- Work required: From the entries below, output the line with "type Bindings = [(u32, ResolvedType)];" and each following line up to and including the line with "repository 5cea2b4edb485408", exactly as written.

--*--

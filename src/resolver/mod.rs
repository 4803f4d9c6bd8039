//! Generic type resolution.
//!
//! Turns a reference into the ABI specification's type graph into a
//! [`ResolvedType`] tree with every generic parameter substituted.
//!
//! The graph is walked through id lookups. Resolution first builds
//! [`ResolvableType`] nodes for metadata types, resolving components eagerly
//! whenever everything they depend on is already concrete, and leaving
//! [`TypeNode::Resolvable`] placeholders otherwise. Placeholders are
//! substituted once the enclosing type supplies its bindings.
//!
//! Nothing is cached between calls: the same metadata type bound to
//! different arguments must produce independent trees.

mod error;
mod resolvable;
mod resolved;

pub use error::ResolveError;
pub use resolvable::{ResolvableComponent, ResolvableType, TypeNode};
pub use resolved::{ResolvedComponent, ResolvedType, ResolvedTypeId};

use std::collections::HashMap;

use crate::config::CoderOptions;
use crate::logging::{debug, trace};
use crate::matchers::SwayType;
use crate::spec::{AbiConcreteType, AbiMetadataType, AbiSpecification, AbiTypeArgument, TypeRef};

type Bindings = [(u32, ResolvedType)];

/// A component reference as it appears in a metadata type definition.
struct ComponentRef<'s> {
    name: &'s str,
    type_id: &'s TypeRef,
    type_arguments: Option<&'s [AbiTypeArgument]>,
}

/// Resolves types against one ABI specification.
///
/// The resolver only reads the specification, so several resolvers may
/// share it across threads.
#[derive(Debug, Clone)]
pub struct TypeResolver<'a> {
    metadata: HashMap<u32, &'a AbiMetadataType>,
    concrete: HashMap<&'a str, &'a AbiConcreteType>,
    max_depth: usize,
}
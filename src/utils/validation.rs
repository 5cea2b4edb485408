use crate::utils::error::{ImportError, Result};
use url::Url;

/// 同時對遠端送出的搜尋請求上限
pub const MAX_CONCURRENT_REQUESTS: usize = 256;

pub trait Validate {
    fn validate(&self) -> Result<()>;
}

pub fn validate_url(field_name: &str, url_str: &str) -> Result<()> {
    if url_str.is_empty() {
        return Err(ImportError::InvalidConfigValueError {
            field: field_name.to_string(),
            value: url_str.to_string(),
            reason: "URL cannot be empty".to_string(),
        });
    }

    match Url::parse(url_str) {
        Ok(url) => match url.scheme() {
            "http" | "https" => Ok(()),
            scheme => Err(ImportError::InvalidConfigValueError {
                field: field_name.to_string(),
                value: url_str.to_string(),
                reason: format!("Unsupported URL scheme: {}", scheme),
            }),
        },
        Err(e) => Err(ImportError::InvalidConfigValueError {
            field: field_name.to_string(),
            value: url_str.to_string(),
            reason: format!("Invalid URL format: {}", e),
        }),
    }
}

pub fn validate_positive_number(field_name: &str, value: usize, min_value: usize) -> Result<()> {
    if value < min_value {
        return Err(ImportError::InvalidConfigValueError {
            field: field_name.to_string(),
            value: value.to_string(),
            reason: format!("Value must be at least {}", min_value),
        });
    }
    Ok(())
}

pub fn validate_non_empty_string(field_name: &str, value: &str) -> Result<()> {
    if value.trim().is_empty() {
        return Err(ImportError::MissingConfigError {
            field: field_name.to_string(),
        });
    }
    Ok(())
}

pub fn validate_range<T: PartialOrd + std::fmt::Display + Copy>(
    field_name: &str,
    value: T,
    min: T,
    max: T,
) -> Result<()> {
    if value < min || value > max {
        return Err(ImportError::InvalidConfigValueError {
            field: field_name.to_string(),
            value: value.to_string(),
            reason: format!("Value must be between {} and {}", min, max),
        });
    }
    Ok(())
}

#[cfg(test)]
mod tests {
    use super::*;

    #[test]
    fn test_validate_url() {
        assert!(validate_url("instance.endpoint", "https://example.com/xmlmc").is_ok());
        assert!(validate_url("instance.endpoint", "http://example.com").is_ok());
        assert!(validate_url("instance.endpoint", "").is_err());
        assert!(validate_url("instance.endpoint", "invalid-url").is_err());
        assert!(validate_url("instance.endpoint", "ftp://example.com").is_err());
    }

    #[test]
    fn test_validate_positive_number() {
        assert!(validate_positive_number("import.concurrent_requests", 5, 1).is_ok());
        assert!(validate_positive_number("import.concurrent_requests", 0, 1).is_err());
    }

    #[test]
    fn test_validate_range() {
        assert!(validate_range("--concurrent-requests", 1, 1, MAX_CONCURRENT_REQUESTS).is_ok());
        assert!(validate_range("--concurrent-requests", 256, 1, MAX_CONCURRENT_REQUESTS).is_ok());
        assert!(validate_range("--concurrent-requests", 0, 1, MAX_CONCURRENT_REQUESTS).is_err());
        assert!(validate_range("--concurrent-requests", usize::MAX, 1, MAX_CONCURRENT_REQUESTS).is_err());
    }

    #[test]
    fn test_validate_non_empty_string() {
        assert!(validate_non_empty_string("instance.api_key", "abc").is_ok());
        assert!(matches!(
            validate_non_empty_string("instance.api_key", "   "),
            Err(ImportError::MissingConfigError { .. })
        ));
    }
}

--*--

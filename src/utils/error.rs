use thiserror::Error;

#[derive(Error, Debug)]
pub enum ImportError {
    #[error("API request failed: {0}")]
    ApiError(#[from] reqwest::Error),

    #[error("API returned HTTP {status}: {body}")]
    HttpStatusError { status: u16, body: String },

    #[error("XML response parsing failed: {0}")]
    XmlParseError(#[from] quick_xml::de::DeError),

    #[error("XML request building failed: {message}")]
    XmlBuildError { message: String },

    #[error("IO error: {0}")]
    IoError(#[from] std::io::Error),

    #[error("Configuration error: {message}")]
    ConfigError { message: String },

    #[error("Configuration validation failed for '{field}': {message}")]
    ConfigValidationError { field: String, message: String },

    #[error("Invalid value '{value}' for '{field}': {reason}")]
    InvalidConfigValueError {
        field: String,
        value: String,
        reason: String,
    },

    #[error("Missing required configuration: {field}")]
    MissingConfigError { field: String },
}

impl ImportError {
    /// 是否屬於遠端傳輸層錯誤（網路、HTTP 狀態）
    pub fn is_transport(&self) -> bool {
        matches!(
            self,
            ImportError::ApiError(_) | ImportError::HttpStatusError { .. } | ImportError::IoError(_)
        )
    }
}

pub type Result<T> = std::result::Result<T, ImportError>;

--*--

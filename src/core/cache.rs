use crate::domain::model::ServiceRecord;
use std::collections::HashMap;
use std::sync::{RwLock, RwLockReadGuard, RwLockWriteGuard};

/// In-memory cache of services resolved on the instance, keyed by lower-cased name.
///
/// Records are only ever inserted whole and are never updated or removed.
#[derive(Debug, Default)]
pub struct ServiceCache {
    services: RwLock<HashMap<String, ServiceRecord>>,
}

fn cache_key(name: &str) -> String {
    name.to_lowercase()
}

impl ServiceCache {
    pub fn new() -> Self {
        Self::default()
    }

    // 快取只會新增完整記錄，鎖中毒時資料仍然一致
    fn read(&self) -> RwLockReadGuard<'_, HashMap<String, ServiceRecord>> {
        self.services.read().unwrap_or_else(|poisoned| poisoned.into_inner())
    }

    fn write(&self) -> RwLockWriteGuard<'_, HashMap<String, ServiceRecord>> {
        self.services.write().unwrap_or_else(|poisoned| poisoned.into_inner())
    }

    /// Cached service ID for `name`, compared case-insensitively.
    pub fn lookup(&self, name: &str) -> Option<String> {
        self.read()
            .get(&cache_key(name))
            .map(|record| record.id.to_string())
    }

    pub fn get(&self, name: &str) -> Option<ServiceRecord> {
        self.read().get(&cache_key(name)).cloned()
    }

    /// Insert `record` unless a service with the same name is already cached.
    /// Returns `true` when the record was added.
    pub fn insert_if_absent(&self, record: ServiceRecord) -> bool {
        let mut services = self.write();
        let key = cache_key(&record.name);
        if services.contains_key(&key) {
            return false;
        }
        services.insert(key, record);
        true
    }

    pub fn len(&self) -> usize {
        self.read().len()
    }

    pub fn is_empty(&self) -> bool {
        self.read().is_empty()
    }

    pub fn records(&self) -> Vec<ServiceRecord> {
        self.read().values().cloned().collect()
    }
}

--*--

- Task answer:
type Bindings = [(u32, ResolvedType)];

/// A component reference as it appears in a metadata type definition.
struct ComponentRef<'s> {
    name: &'s str,
    type_id: &'s TypeRef,
    type_arguments: Option<&'s [AbiTypeArgument]>,
}

/// Resolves types against one ABI specification.
///
/// The resolver only reads the specification, so several resolvers may
/// share it across threads.
#[derive(Debug, Clone)]
pub struct TypeResolver<'a> {
    metadata: HashMap<u32, &'a AbiMetadataType>,
    concrete: HashMap<&'a str, &'a AbiConcreteType>,
    max_depth: usize,
}
filename src/utils/validation.rs
repository 5cea2b4edb485408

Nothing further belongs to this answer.